In 2016, we staged the comedy Stag and Doe, by Mark Crawford, directed by Chantal Elie-Sernoskie. This play, which opened at the Blyth Festival in 2014, featured, in its Stone Fence Theatre production, Danielle Bissonnette, Melissa Lindsay, and Kelley Oliver, as well as returning veterans Joshua McCoy and Stephanie Pinkerton, Chris Hoffman, Phil Hoffman and Camille McLean, with MC Valley Vic, and pre-show music (traditional, Irish and Celtic) by Ish Theilheimer and Jim Beattie.

In fall and winter, it produced a fund-raising tour with a new musical comedy, High Times at the Heart Institute, by Ish Theilheimer. The show was inspired by the playwright’s own experience as a heart patient and the new appreciation he gained for Canada’s health system as a result. The tour raised more the $21,000 for health care in the Ottawa Valley. The show was directed by Chantal Elie-Sernoskie and featured John Haslam, Fran Pinkerton, Peter Brown, Lesley Sneddon and Shirley Hill, with Cathy Lyons, Elaine Neigel, Conrad Boyce and Nigel Epps and musicians Derek Tollhurst and Evan Burgess.

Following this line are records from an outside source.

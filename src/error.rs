use std::collections::TryReserveError;

use thiserror::Error;

use crate::graph::VertexDescriptor;

/// Broad classification of an [`Error`].
#[derive(Clone, Copy, Debug, Eq, PartialEq)]
pub enum ErrorKind {
    InvalidInput,
    AllocationFailure,
}

#[derive(Error, Clone, Debug, Eq, PartialEq)]
pub enum Error {
    #[error("vertex content must not be empty")]
    EmptyContent,

    #[error("vertex already exists: {0}")]
    DuplicateVertex(String),

    #[error("vertex not found: {0}")]
    VertexNotFound(String),

    #[error("vertex {0:?} does not belong to this graph")]
    UnknownVertex(VertexDescriptor),

    #[error("graph has no vertices")]
    EmptyGraph,

    #[error("grid must have at least one row and one column")]
    EmptyGrid,

    #[error("grid row {row} has {found} columns, expected {expected}")]
    RaggedGrid {
        row: usize,
        expected: usize,
        found: usize,
    },

    #[error("invalid grid symbol {symbol:?} at row {row}, column {col}")]
    InvalidSymbol { row: usize, col: usize, symbol: char },

    #[error("point ({x}, {y}) lies outside a {rows}x{cols} grid")]
    PointOutOfBounds {
        x: i32,
        y: i32,
        rows: usize,
        cols: usize,
    },

    #[error("allocation failed: {0}")]
    AllocationFailure(#[from] TryReserveError),
}

impl Error {
    pub fn kind(&self) -> ErrorKind {
        match *self {
            Error::AllocationFailure(_) => ErrorKind::AllocationFailure,
            _ => ErrorKind::InvalidInput,
        }
    }
}

pub type Result<T> = std::result::Result<T, Error>;
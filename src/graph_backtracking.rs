use tracing::{debug, trace};

use crate::error::{Error, Result};
use crate::graph::{IncidenceGraph, VertexDescriptor, VertexListGraph};
use crate::path::{resolve, Path};

/// Finds the first path from `start` to `target`, following edges in
/// insertion order and backing out of dead ends.
///
/// A vertex is entered at most once per call. The returned path is empty when
/// `target` cannot be reached.
pub fn backtrack<'a, G>(
    graph: &'a G,
    start: VertexDescriptor,
    target: VertexDescriptor,
) -> Result<Path<VertexDescriptor>>
where
    G: IncidenceGraph<'a> + VertexListGraph<'a>,
{
    for &v in &[start, target] {
        if !graph.contains_vertex(v) {
            return Err(Error::UnknownVertex(v));
        }
    }

    let mut visited = vec![false; graph.order()];
    visited[start.index()] = true;
    trace!(vertex = start.index(), "checking vertex");

    let mut stack = vec![(start, graph.out_edges(start))];
    let mut found = start == target;

    while !found {
        let step = match stack.last_mut() {
            Some(&mut (_, ref mut edges)) => edges.next(),
            None => break,
        };
        match step {
            Some(edge) => {
                let next = graph.target(edge);
                if visited[next.index()] {
                    continue;
                }
                visited[next.index()] = true;
                trace!(vertex = next.index(), "checking vertex");
                stack.push((next, graph.out_edges(next)));
                found = next == target;
            }
            None => {
                stack.pop();
            }
        }
    }

    let path = stack.into_iter().map(|(v, _)| v).collect::<Path<_>>();
    debug!(
        start = start.index(),
        target = target.index(),
        length = path.len(),
        "graph backtracking finished"
    );
    Ok(path)
}

/// Like [`backtrack`], but the path holds vertex properties.
pub fn find_path_graph<'a, G>(
    graph: &'a G,
    start: VertexDescriptor,
    target: VertexDescriptor,
) -> Result<Path<G::VertexProperty>>
where
    G: IncidenceGraph<'a> + VertexListGraph<'a>,
    G::VertexProperty: Clone,
{
    let path = backtrack(graph, start, target)?;
    resolve(graph, path)
}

It also staged an evening of French-Canadian tradition music called Kitchen Party! / Party de cuisine! It featured button accordion virtuoso Gaston Nolet along with Monique Jutras, who sings, plays guitar, and does amazing things with the dancing “bonhomme” ; frequent Pembroke fiddle contest finalist Yvon Cuilleriere and keyboard and fiddle trickster and wizard Germain Leduc. The evening was hosted by Ish Theilheimer and by Chantal Elie-Sernoskie, a franco-Ontarian with strong musical roots in her community.

The company also produced a studio-recorded CD called Songs from Here Comes the Train, recorded by Colin Wylie at School House Recordings in Douglas, Ontario.